- _Work request_:
Give back exactly the lines that run from the beginning of the entries to the line containing "pub fn mape(predicted: &[f64], actual: &[f64])", both included, and nothing else.

- _Exercise materials_:
//! 預測方法自動選擇
//!
//! 以最後 holdout 期作為驗證集，用其餘歷史擬合各候選方法，
//! 比較驗證集的 MAPE（實際值為 0 的期間不計）。

use plan_core::{ForecastMethod, PlanError, ResolvedSeries, Result};
use serde::{Deserialize, Serialize};
use std::cmp::Ordering;

use crate::estimate;

/// 選擇依據
#[derive(Debug, Clone, Copy, PartialEq, Eq, Serialize, Deserialize)]
pub enum SelectionReason {
    /// 配置固定的方法
    Fixed,
    /// 準確度分析的產品偏好
    Preference,
    /// 回測 MAPE 最小
    Backtest,
    /// 歷史不足以回測，使用最簡單可用的方法
    Fallback,
}

/// 候選方法的回測分數
#[derive(Debug, Clone, PartialEq, Serialize, Deserialize)]
pub struct CandidateScore {
    pub method: ForecastMethod,

    /// 回測 MAPE（百分比）；無法回測時為 None
    pub mape: Option<f64>,
}

/// 單一產品的選擇結果
#[derive(Debug, Clone, PartialEq, Serialize, Deserialize)]
pub struct SelectionReport {
    pub product_id: String,
    pub chosen: ForecastMethod,
    pub reason: SelectionReason,
    pub scores: Vec<CandidateScore>,
}

/// 平均絕對百分比誤差（百分比）；實際值全為 0 時為 None
pub fn mape(predicted: &[f64], actual: &[f64]) -> Option<f64> {
    let errors: Vec<f64> = predicted
        .iter()
        .zip(actual)
        .filter(|(_, a)| **a != 0.0)
        .map(|(p, a)| ((p - a) / a).abs())
        .collect();

    if errors.is_empty() {
        return None;
    }
    Some(errors.iter().sum::<f64>() / errors.len() as f64 * 100.0)
}

/// 回測所有候選方法並選出最佳者
pub fn select_method(
    series: &ResolvedSeries,
    candidates: &[ForecastMethod],
    holdout: usize,
) -> Result<SelectionReport> {
    let values = series.values_f64();
    let n = values.len();

    let scores: Vec<CandidateScore> = candidates
        .iter()
        .map(|method| {
            let mape = if holdout > 0 && n > holdout && n - holdout >= method.min_history() {
                let (train, test) = values.split_at(n - holdout);
                let predicted: Vec<f64> = estimate(method, train, holdout)
                    .points
                    .into_iter()
                    .map(|p| if p.is_finite() { p.max(0.0) } else { 0.0 })
                    .collect();
                mape(&predicted, test)
            } else {
                None
            };
            CandidateScore {
                method: *method,
                mape,
            }
        })
        .collect();

    // MAPE 最小；平手時偏好較簡單的族群，再依候選順序
    let best = scores
        .iter()
        .enumerate()
        .filter_map(|(i, s)| s.mape.map(|m| (i, m, s.method)))
        .min_by(|a, b| {
            a.1.total_cmp(&b.1)
                .then_with(|| a.2.family().cmp(&b.2.family()))
                .then_with(|| a.0.cmp(&b.0))
        });

    if let Some((_, score, method)) = best {
        tracing::debug!("{} 回測選擇 {}（MAPE {:.2}%）", series.product_id, method, score);
        return Ok(SelectionReport {
            product_id: series.product_id.clone(),
            chosen: method,
            reason: SelectionReason::Backtest,
            scores,
        });
    }

    // 無法回測：使用可套用於全部歷史的最簡單方法
    let mut ordered: Vec<(usize, &ForecastMethod)> = candidates.iter().enumerate().collect();
    ordered.sort_by(|a, b| match a.1.family().cmp(&b.1.family()) {
        Ordering::Equal => a.0.cmp(&b.0),
        other => other,
    });

    if let Some((_, method)) = ordered.iter().find(|(_, m)| m.min_history() <= n) {
        tracing::warn!(
            "{} 歷史只有 {} 期，無法回測，改用 {}",
            series.product_id,
            n,
            method
        );
        return Ok(SelectionReport {
            product_id: series.product_id.clone(),
            chosen: **method,
            reason: SelectionReason::Fallback,
            scores,
        });
    }

    let simplest = ordered
        .iter()
        .map(|(_, m)| *m)
        .min_by_key(|m| m.min_history());
    Err(match simplest {
        Some(method) => PlanError::InsufficientHistory {
            algorithm: method.id().to_string(),
            required: method.min_history(),
            actual: n,
        },
        None => PlanError::InvalidParameter("沒有候選預測方法".to_string()),
    })
}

- _Finished exercise_:
//! 預測方法自動選擇
//!
//! 以最後 holdout 期作為驗證集，用其餘歷史擬合各候選方法，
//! 比較驗證集的 MAPE（實際值為 0 的期間不計）。

use plan_core::{ForecastMethod, PlanError, ResolvedSeries, Result};
use serde::{Deserialize, Serialize};
use std::cmp::Ordering;

use crate::estimate;

/// 選擇依據
#[derive(Debug, Clone, Copy, PartialEq, Eq, Serialize, Deserialize)]
pub enum SelectionReason {
    /// 配置固定的方法
    Fixed,
    /// 準確度分析的產品偏好
    Preference,
    /// 回測 MAPE 最小
    Backtest,
    /// 歷史不足以回測，使用最簡單可用的方法
    Fallback,
}

/// 候選方法的回測分數
#[derive(Debug, Clone, PartialEq, Serialize, Deserialize)]
pub struct CandidateScore {
    pub method: ForecastMethod,

    /// 回測 MAPE（百分比）；無法回測時為 None
    pub mape: Option<f64>,
}

/// 單一產品的選擇結果
#[derive(Debug, Clone, PartialEq, Serialize, Deserialize)]
pub struct SelectionReport {
    pub product_id: String,
    pub chosen: ForecastMethod,
    pub reason: SelectionReason,
    pub scores: Vec<CandidateScore>,
}

/// 平均絕對百分比誤差（百分比）；實際值全為 0 時為 None
pub fn mape(predicted: &[f64], actual: &[f64]) -> Option<f64> {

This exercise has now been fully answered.